Otra pregunta que hago: por la noche, ¿cómo concluyes tu jornada? ¿Con el Señor o con la televisión?

¿Cómo es tu relación con quienes te ayudan a ser más misericordioso? Es decir, ¿cómo es tu relación con los niños, los ancianos, los enfermos? ¿Sabes acariciarlos, o te avergüenzas de acariciar a un anciano? No tengas vergüenza de la carne de tu hermano (cf. Reflexiones en esperanza, I cap.). Al final, seremos juzgados acerca de cómo hemos sabido acercarnos a «toda carne» —esto es Isaías. No te avergüences de la carne de tu hermano. «Hacernos prójimo»: la proximidad, la cercanía, hacernos cercanos a la carne del hermano. El sacerdote y el levita que pasaron antes que el buen samaritano no supieron acercarse a esa persona maltratada por los bandidos. Su corazón estaba cerrado. Tal vez el sacerdote miró el reloj y dijo: «Debo ir a la misa, no puedo llegar tarde a misa», y se marchó. ¡Justificaciones! Cuántas veces buscamos justificaciones, para dar vueltas alrededor del problema, de la persona. El otro, el levita, o el doctor de la ley, el abogado, dijo: «No, no puedo porque si hago esto mañana tendré que ir como testigo, perderé tiempo…». ¡Las excusas!… Tenían el corazón cerrado. Pero el corazón cerrado se justifica siempre por lo que no hace. En cambio, el samaritano abrió su corazón, se dejó conmover en las entrañas, y ese movimiento interior se tradujo en acción práctica, en una acción concreta y eficaz para ayudar a esa persona.

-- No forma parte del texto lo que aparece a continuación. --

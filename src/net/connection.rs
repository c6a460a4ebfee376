//! Byte-stream connection with inactivity timeouts.
//!
//! Every read and write is bounded by the configured window: if no bytes move
//! within it the operation fails with `Error::TransportTimeout`, which callers
//! keep distinct from hard transport failures.

use crate::config::ConnectionConfig;
use crate::error::{Error, Result};
use std::io;
use std::net::SocketAddr;
use tokio::io::{AsyncRead, AsyncReadExt, AsyncWrite, AsyncWriteExt};
use tokio::net::{lookup_host, TcpSocket, TcpStream};
use tokio::time::timeout;
use tracing::{debug, trace};

pub struct Connection<S = TcpStream> {
    stream: S,
    peer: String,
    config: ConnectionConfig,
    bytes_sent: u64,
    bytes_received: u64,
}

impl Connection<TcpStream> {
    /// Connect to `host:port` with the configured socket buffer sizes. The
    /// connect attempt is bounded by the send timeout.
    pub async fn open(host: &str, port: u16, config: ConnectionConfig) -> Result<Self> {
        let peer = format!("{}:{}", host, port);
        let window = config.send_timeout();

        let stream = match timeout(window, connect(host, port, &config)).await {
            Err(_) => return Err(Error::TransportTimeout(window)),
            Ok(Err(e)) => {
                return Err(Error::transport(format!("Failed to connect to {}", peer), e));
            }
            Ok(Ok(stream)) => stream,
        };
        if let Err(e) = stream.set_nodelay(true) {
            debug!(%peer, error = %e, "Failed to set TCP_NODELAY");
        }

        debug!(%peer, "Connection opened");
        Ok(Self::from_stream(stream, peer, config))
    }
}

/// Try each resolved address in turn; the last failure is returned.
async fn connect(host: &str, port: u16, config: &ConnectionConfig) -> io::Result<TcpStream> {
    let mut last_error = None;
    for addr in lookup_host((host, port)).await? {
        let socket = sized_socket(addr, config)?;
        match socket.connect(addr).await {
            Ok(stream) => return Ok(stream),
            Err(e) => last_error = Some(e),
        }
    }
    Err(last_error.unwrap_or_else(|| {
        io::Error::new(io::ErrorKind::NotFound, format!("No address for {}", host))
    }))
}

/// Unconnected socket for `addr` carrying the configured kernel buffer
/// sizes. The kernel may round or clamp them, so a refusal is only logged.
fn sized_socket(addr: SocketAddr, config: &ConnectionConfig) -> io::Result<TcpSocket> {
    let socket = if addr.is_ipv4() {
        TcpSocket::new_v4()?
    } else {
        TcpSocket::new_v6()?
    };
    let send = u32::try_from(config.send_buffer_size).unwrap_or(u32::MAX);
    let receive = u32::try_from(config.receive_buffer_size).unwrap_or(u32::MAX);
    if let Err(e) = socket.set_send_buffer_size(send) {
        debug!(%addr, size = send, error = %e, "Failed to set SO_SNDBUF");
    }
    if let Err(e) = socket.set_recv_buffer_size(receive) {
        debug!(%addr, size = receive, error = %e, "Failed to set SO_RCVBUF");
    }
    Ok(socket)
}

impl<S> Connection<S>
where
    S: AsyncRead + AsyncWrite + Unpin + Send,
{
    pub fn from_stream(stream: S, peer: impl Into<String>, config: ConnectionConfig) -> Self {
        Self {
            stream,
            peer: peer.into(),
            config,
            bytes_sent: 0,
            bytes_received: 0,
        }
    }

    pub fn peer(&self) -> &str {
        &self.peer
    }

    pub fn config(&self) -> &ConnectionConfig {
        &self.config
    }

    pub fn bytes_sent(&self) -> u64 {
        self.bytes_sent
    }

    pub fn bytes_received(&self) -> u64 {
        self.bytes_received
    }

    /// Write all of `data`.
    pub async fn send(&mut self, data: &[u8]) -> Result<()> {
        let window = self.config.send_timeout();
        match timeout(window, self.stream.write_all(data)).await {
            Err(_) => Err(Error::TransportTimeout(window)),
            Ok(Err(e)) => Err(Error::transport(
                format!("Write to {} failed after {} bytes", self.peer, self.bytes_sent),
                e,
            )),
            Ok(Ok(())) => {
                self.bytes_sent += data.len() as u64;
                trace!(peer = %self.peer, bytes = data.len(), "Sent");
                Ok(())
            }
        }
    }

    pub async fn flush(&mut self) -> Result<()> {
        let window = self.config.send_timeout();
        match timeout(window, self.stream.flush()).await {
            Err(_) => Err(Error::TransportTimeout(window)),
            Ok(Err(e)) => Err(Error::transport(format!("Flush to {} failed", self.peer), e)),
            Ok(Ok(())) => Ok(()),
        }
    }

    /// Read into `buf`. Returns 0 when the peer has closed the connection.
    pub async fn recv(&mut self, buf: &mut [u8]) -> Result<usize> {
        let window = self.config.receive_timeout();
        match timeout(window, self.stream.read(buf)).await {
            Err(_) => Err(Error::TransportTimeout(window)),
            Ok(Err(e)) => Err(Error::transport(
                format!(
                    "Read from {} failed after {} bytes",
                    self.peer, self.bytes_received
                ),
                e,
            )),
            Ok(Ok(n)) => {
                self.bytes_received += n as u64;
                trace!(peer = %self.peer, bytes = n, "Received");
                Ok(n)
            }
        }
    }

    /// Shut down the write side and drop the stream. Errors are logged only;
    /// the exchange is already over when this runs.
    pub async fn close(mut self) {
        if let Err(e) = self.stream.shutdown().await {
            debug!(peer = %self.peer, error = %e, "Shutdown failed");
        }
        debug!(
            peer = %self.peer,
            sent = self.bytes_sent,
            received = self.bytes_received,
            "Connection closed"
        );
    }
}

Al final de los tiempos, se permitirá contemplar la carne glorificada de Cristo sólo a quien no se haya avergonzado de la carne de su hermano herido y excluido. Os lo confieso, a mí me hace bien, algunas veces, leer la lista sobre la cual seré juzgado, me hace bien: está en Mateo 25.

En Buenos Aires había un confesor famoso: éste era sacramentino. Casi todo el clero se confesaba con él. Cuando, una de las dos veces que vino, Juan Pablo ii pidió un confesor en la nunciatura, fue él. Era anciano, muy anciano… Fue provincial en su Orden, profesor… pero siempre confesor, siempre. Y siempre había fila, allí, en la iglesia del Santísimo Sacramento. En ese tiempo, yo era vicario general y vivía en la Curia, y cada mañana, temprano, bajaba al fax para ver si había algo. Y la mañana de Pascua leí un fax del superior de la comunidad: «Ayer, media hora antes de la vigilia pascual, falleció el padre Aristi, a los 94 — ¿o 96?— años. El funeral será el día…». Y la mañana de Pascua yo tenía que ir a almorzar con los sacerdotes del asilo de ancianos —lo hacía normalmente en Pascua—, y luego —me dije— después de la comida iré a la iglesia. Era una iglesia grande, muy grande, con una cripta bellísima. Bajé a la cripta y estaba el ataúd, sólo dos señoras ancianas rezaban allí, sin ninguna flor. Pensé: pero este hombre, que perdonó los pecados a todo el clero de Buenos Aires, también a mí, ni siquiera tiene una flor… Subí y fui a una florería —porque en Buenos Aires, en los cruces de las calles hay florerías, por la calle, en los sitios donde hay gente— y compré flores, rosas… Regresé y comencé a preparar bien el ataúd, con flores… Miré el rosario que tenía entre las manos… E inmediatamente se me ocurrió —ese ladrón que todos tenemos dentro, ¿no?—, y mientras acomodaba las flores tomé la cruz del rosario, y con un poco de fuerza la arranqué. Y en ese momento lo miré y dije: «Dame la mitad de tu misericordia». Sentí una cosa fuerte que me dio el valor de hacer esto y de hacer esa oración. Luego, esa cruz la puse aquí, en el bolsillo. Las camisas del Papa no tienen bolsillos, pero yo siempre llevo aquí una bolsa de tela pequeña, y desde ese día hasta hoy, esa cruz está conmigo. Y cuando me surge un mal pensamiento contra alguna persona, la mano me viene aquí, siempre. Y siento la gracia. Siento que me hace bien. Cuánto bien hace el ejemplo de un sacerdote misericordioso, de un sacerdote que se acerca a las heridas…

La misericordia. Pensad en tantos sacerdotes que están en el cielo y pedid esta gracia. Que os concedan esa misericordia que tuvieron con sus fieles. Y esto hace bien.